Thesis supervisor:
Senior Lecturer Arne Sellin, University of Tartu
Opponent:
Dr. Patrizia Trifilò, University of Messina, Italy
Summary:
Water plays an essential role in the life of plants. Since leaves continually lose water by transpiration, they need a constant water supply from the soil. Leaf hydraulic conductance (KL) is an important physiological parameter expressing the plants' inner water transport efficiency. Since KL is positively related to stomatal conductance and photosynthetic capacity, it influences significantly plant productivity, growth rate and fitness. The objective of the thesis was to investigate the variability of leaf hydraulic conductance both spatially and temporally within a forest canopy in relation to environmental factors. The study revealed that KL is significantly affected by light intensity, spectral composition and duration of exposure. KL varies considerably with position within the crown due to vertical environmental gradients. Under increased atmospheric humidity, leaf hydraulic conductance decreases as a result of declined transpirational flux. Also disruption of phloem transport by means of phloem girdling causes a decline in KL. In addition, KL is diurnally variable, primarily driven by air temperature and relative humidity in natural forest stands. Trees are characterised by hydraulic segmentation: leaves constitute a major part (>30%) of the total liquid-phase resistance of a tree and are also hydraulically more constrained and functionally more vulnerable than branches.
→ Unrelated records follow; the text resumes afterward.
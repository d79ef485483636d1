//! Call-level route aggregation
//!
//! Reduces the per-job results of one call to a single recommendation. The
//! most severe job decides: any specialist or red job refers the whole call,
//! otherwise any amber job needs an assessment, and only an all-green call is
//! quoted instantly.

use jobtriage_core::{
    ClassificationResult, ClassificationTier, Error, OverallRecommendation, RecommendedRoute,
    Result, TrafficLight,
};
use tracing::debug;

/// Recommend a route for a whole call.
///
/// `confidence` is the lowest confidence among the jobs that determined the
/// route. Fails with [`Error::EmptyBatch`] when there are no jobs.
pub fn get_overall_route_recommendation<'a, I>(results: I) -> Result<OverallRecommendation>
where
    I: IntoIterator<Item = (&'a String, &'a ClassificationResult)>,
{
    let jobs: Vec<(&str, &ClassificationResult)> = results
        .into_iter()
        .map(|(id, result)| (id.as_str(), result))
        .collect();

    if jobs.is_empty() {
        return Err(Error::EmptyBatch);
    }

    let referrals = select(&jobs, |r| r.forces_referral());
    let amber = select(&jobs, |r| r.traffic_light == TrafficLight::Amber);

    let (route, determinants) = if !referrals.is_empty() {
        (RecommendedRoute::Refer, referrals)
    } else if !amber.is_empty() {
        let route = if amber
            .iter()
            .any(|(_, r)| r.recommended_route == RecommendedRoute::Visit)
        {
            RecommendedRoute::Visit
        } else {
            RecommendedRoute::Video
        };
        (route, amber)
    } else {
        (RecommendedRoute::Instant, jobs.clone())
    };

    let confidence = determinants
        .iter()
        .map(|(_, r)| r.confidence)
        .min()
        .unwrap_or(0);

    let (dominant_id, dominant) = dominant(&determinants).ok_or(Error::EmptyBatch)?;

    let reason = match route {
        RecommendedRoute::Refer => format!(
            "Job '{}' requires a specialist ({})",
            dominant_id,
            evidence(dominant)
        ),
        RecommendedRoute::Visit => format!(
            "Job '{}' needs a site visit ({})",
            dominant_id,
            evidence(dominant)
        ),
        RecommendedRoute::Video => format!(
            "Job '{}' needs a video assessment ({})",
            dominant_id,
            evidence(dominant)
        ),
        RecommendedRoute::Instant => {
            format!("All {} job(s) can be instantly quoted", jobs.len())
        }
    };

    debug!(
        route = %route,
        confidence,
        jobs = jobs.len(),
        dominant = dominant_id,
        "Call route recommended"
    );

    Ok(OverallRecommendation {
        route,
        reason,
        confidence,
        dominant_job_id: dominant_id.to_string(),
    })
}

fn select<'a>(
    jobs: &[(&'a str, &'a ClassificationResult)],
    predicate: impl Fn(&ClassificationResult) -> bool,
) -> Vec<(&'a str, &'a ClassificationResult)> {
    jobs.iter().copied().filter(|(_, r)| predicate(r)).collect()
}

/// Highest confidence wins; ties go to the smallest id
fn dominant<'a>(
    determinants: &[(&'a str, &'a ClassificationResult)],
) -> Option<(&'a str, &'a ClassificationResult)> {
    determinants.iter().copied().max_by(|(a_id, a), (b_id, b)| {
        a.confidence
            .cmp(&b.confidence)
            .then_with(|| b_id.cmp(a_id))
    })
}

fn evidence(result: &ClassificationResult) -> String {
    if result.tier == ClassificationTier::Semantic {
        if let Some(reasoning) = result.reasoning.as_deref() {
            return reasoning.to_string();
        }
    }

    match result.signals.first() {
        Some(signal) => format!("matched '{}'", signal),
        None => "no recognised signals".to_string(),
    }
}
To summarize, leaf hydraulic conductance is a highly dynamic parameter, enabling plants under changing environmental conditions to optimize their water use and achieve a positive water balance. In light of global climate change, understanding the principles of plant hydraulic transport and its regulatory mechanisms gives us the opportunity to predict the responses of plant water relations and contribute to elaboration of forest management measures to improve plant growth and alleviate possible adverse consequences on trees performance under changing conditions.